Così, tra un souvenir e un ricordo (pensiero), per carpire qualche
riflessione attendibile, mi sono fatto guidare da un antropologo del viaggio
(o del turismo): Duccio Canestrini. Ha scritto un libro ad hoc: Trofei
di viaggio. Per un'antropologia del souvenir. Editore: Bollati Boringhieri.
Ricopio fedelmente l'inizio, intitolato Prologo Piccoli mostri parlano.
Che
cosa sia un oggetto ricordo è una domanda che mi sono posto
per la prima volta, qualche anno fa, all'acquario di Tahiti. All'uscita
del tunnel di plexiglas trasparente, costruito per camminare sotto
il mare e fare fish-watching, un gruppo di anziane turiste assediava
il bancone dei souvenir. Prorompendo in esclamazioni ora querule ora
melliflue, quella comitiva si contendeva uno scampolo. Era un vassoio
in plastica, raffigurante due ragazze, due veneri tahitiane, tratte
da u quadro di Paul Gauguin. Sul retro, il vassoio recava una minuscola
scritta in rilievo: made in Italy. Dunque per quelle signore statunitensi
un vassoio stampato in Italia, raffigurante due ragazze locali, dipinte
da un pittore francese, fungeva da souvenir polinesiano. Come mai?

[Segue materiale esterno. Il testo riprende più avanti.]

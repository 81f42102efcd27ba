pub mod block_store;

pub use block_store::{create_shared_block_store, BlockStore, SharedBlockStore};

E perché a tutt'oggi, sull'isola di Capri, una statuina in
polistirolo della dea greca Afrodite, fatta a Hong Kong, per un turista
francese, russo o giapponese, può fungere da Souvenir d'Italie? |
Ecco, è
proprio questo scollamento geografico che lì per lì disorienta,
perché toglie originalità al prodotto, non più (o
non totalmente) "locale". Ma il turista legge le etichette di
provenienza, forse commenta questa "globalizzazione della vendita",
e va oltre il confine dell'autenticità. Non gli importa, fa il
suo acquisto lo stesso. Dopo tutto, quel vassoio sta lì, sta a
Tahiti e di Tahiti avrà la polvere, la luce, gli odori.
La globalizzazione della vendita è in ogni cosa che usiamo, consumiamo.
Il made in Italy calzaturiero prodotto in Ungheria, ad esempio, è
un made in metà. Il souvenir non si sottrae alle leggi del consumo,
è un prodotto prima ancora di essere un ricordo. Anzi, il ricordo
è un prodotto e come tale va progettato, realizzato, incartato,
spedito e acquistato.
Una distinzione comunque c'è tra un oggetto che viene acquistato
al mercato locale e un oggetto che nasce per essere esclusivamente un
souvenir (anche se esistono souvenir con una loro funzione, tipo accendini
o penne o portachiavi, che non sono cioè soprammobili). Una gondola
che funzione pratica può mai avere? E' puro simbolo.
La sfera di neve resta, a mio parere, il souvenir può strano, con
un suo discreto fascino, perché non è tanto il monumento
(o il santo) che in essa è contenuto a dare una qualche sottilissima
emozione, ma è la neve, quel pulviscolo che la imita nel movimento,
e che viene giù lentamente dopo un paio di nostre rigirate. Ci
sono palle di neve con dentro paesaggi tropicali. Che importa, non è
il paesaggio quello che conta, ma la neve che noi facciamo cadere. Senza
nulla a contorno, neve e acqua e basta, non sarebbe lo stesso; su qualcosa
deve comunque nevicare. E a guardar nevicare, dentro un cielo rotondo
di vetro, ci si incanta. Questo incanto so pensarlo, ma non so dire perché.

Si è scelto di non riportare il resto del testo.